■ PROBLEM STATEMENT
Go through the records and extract every line with the word "actions".

■ DATASET ENTRIES
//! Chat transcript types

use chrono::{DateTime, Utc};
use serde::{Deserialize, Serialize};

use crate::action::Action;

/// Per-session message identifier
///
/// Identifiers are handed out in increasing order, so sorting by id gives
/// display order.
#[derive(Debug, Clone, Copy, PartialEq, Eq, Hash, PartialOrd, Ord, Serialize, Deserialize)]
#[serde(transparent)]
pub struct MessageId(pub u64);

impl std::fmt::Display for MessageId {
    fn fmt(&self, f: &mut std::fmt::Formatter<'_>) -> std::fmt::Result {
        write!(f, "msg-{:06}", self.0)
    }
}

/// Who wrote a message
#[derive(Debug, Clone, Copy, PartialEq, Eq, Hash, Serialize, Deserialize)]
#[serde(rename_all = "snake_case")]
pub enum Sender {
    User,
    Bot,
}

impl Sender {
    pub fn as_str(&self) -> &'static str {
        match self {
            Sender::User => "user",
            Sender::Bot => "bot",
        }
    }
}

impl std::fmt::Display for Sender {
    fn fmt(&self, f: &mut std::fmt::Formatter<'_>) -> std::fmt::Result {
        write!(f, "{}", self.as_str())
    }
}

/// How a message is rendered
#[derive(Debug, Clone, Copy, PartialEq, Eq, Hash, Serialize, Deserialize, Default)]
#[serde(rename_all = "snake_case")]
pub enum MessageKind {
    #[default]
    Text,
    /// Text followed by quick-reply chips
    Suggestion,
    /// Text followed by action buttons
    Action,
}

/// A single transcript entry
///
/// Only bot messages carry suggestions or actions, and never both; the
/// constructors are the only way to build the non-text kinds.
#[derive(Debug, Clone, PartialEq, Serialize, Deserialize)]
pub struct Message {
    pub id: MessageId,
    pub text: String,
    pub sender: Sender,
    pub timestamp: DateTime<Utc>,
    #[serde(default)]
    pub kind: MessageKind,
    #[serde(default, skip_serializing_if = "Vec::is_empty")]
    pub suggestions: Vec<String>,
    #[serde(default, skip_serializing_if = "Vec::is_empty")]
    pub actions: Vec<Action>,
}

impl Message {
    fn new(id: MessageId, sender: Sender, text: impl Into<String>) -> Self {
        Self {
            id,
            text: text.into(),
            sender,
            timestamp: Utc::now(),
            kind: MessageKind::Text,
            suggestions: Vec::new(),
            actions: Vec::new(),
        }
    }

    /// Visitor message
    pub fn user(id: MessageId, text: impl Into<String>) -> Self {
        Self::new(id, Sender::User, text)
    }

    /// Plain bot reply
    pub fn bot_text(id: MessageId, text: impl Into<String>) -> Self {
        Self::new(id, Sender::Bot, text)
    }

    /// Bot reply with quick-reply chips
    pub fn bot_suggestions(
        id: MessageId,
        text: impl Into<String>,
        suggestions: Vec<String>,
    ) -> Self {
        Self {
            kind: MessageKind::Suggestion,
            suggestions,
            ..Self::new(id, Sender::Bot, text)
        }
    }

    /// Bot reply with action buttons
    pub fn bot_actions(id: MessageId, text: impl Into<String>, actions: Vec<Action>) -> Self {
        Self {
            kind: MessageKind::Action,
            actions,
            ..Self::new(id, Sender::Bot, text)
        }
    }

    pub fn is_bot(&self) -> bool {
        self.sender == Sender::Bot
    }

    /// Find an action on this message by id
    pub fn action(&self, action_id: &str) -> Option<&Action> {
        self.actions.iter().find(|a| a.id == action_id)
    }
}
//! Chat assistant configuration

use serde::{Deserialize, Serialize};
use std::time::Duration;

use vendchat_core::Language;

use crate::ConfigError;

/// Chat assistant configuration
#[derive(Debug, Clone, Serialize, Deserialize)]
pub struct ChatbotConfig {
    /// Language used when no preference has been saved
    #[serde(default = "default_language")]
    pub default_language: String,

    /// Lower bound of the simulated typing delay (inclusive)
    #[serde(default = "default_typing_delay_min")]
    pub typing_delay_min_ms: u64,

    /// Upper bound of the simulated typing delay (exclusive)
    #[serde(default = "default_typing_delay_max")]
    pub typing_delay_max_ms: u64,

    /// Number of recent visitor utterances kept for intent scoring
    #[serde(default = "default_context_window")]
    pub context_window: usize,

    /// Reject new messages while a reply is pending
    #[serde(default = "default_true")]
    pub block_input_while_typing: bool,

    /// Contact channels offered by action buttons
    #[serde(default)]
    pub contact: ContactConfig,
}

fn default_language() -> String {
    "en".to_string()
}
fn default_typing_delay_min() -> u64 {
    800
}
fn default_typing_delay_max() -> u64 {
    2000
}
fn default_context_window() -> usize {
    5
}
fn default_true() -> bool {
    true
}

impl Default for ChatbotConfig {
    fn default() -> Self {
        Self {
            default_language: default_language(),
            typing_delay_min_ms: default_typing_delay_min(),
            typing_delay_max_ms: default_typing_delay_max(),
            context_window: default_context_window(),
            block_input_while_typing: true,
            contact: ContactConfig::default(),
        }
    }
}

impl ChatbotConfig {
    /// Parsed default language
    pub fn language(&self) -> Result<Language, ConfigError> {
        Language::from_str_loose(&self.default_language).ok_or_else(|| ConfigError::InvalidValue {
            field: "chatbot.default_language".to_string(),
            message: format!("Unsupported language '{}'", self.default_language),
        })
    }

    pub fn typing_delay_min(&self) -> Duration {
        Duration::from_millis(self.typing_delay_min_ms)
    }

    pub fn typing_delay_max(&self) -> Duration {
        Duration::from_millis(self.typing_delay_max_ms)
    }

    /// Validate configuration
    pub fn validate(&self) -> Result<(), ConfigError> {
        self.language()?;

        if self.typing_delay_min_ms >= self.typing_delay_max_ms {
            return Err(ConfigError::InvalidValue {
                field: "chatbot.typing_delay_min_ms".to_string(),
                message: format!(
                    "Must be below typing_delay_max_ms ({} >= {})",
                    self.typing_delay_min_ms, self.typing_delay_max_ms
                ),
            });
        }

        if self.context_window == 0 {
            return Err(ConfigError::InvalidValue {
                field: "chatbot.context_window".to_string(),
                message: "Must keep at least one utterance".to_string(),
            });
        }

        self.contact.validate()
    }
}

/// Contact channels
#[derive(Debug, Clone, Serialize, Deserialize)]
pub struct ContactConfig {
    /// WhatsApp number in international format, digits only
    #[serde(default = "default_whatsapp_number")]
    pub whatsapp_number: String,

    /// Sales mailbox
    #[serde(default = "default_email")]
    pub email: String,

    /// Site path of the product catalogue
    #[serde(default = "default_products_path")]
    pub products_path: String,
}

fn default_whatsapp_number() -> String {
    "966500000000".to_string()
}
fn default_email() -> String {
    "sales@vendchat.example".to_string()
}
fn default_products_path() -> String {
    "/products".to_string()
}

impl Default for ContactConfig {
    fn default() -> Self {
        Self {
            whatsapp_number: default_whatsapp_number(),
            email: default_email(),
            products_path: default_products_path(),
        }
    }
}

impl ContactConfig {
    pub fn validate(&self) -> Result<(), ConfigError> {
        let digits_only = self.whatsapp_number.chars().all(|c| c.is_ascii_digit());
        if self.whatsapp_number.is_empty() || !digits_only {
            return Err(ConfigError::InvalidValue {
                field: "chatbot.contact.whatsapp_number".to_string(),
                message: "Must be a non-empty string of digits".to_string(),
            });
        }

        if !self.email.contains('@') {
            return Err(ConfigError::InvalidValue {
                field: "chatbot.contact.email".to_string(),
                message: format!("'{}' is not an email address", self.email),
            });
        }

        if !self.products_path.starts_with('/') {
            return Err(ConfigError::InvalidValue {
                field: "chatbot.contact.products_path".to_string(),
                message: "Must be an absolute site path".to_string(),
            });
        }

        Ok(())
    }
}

■ EXERCISE RESULT
/// Only bot messages carry suggestions or actions, and never both; the
    pub actions: Vec<Action>,
            actions: Vec::new(),
    pub fn bot_actions(id: MessageId, text: impl Into<String>, actions: Vec<Action>) -> Self {
            actions,
        self.actions.iter().find(|a| a.id == action_id)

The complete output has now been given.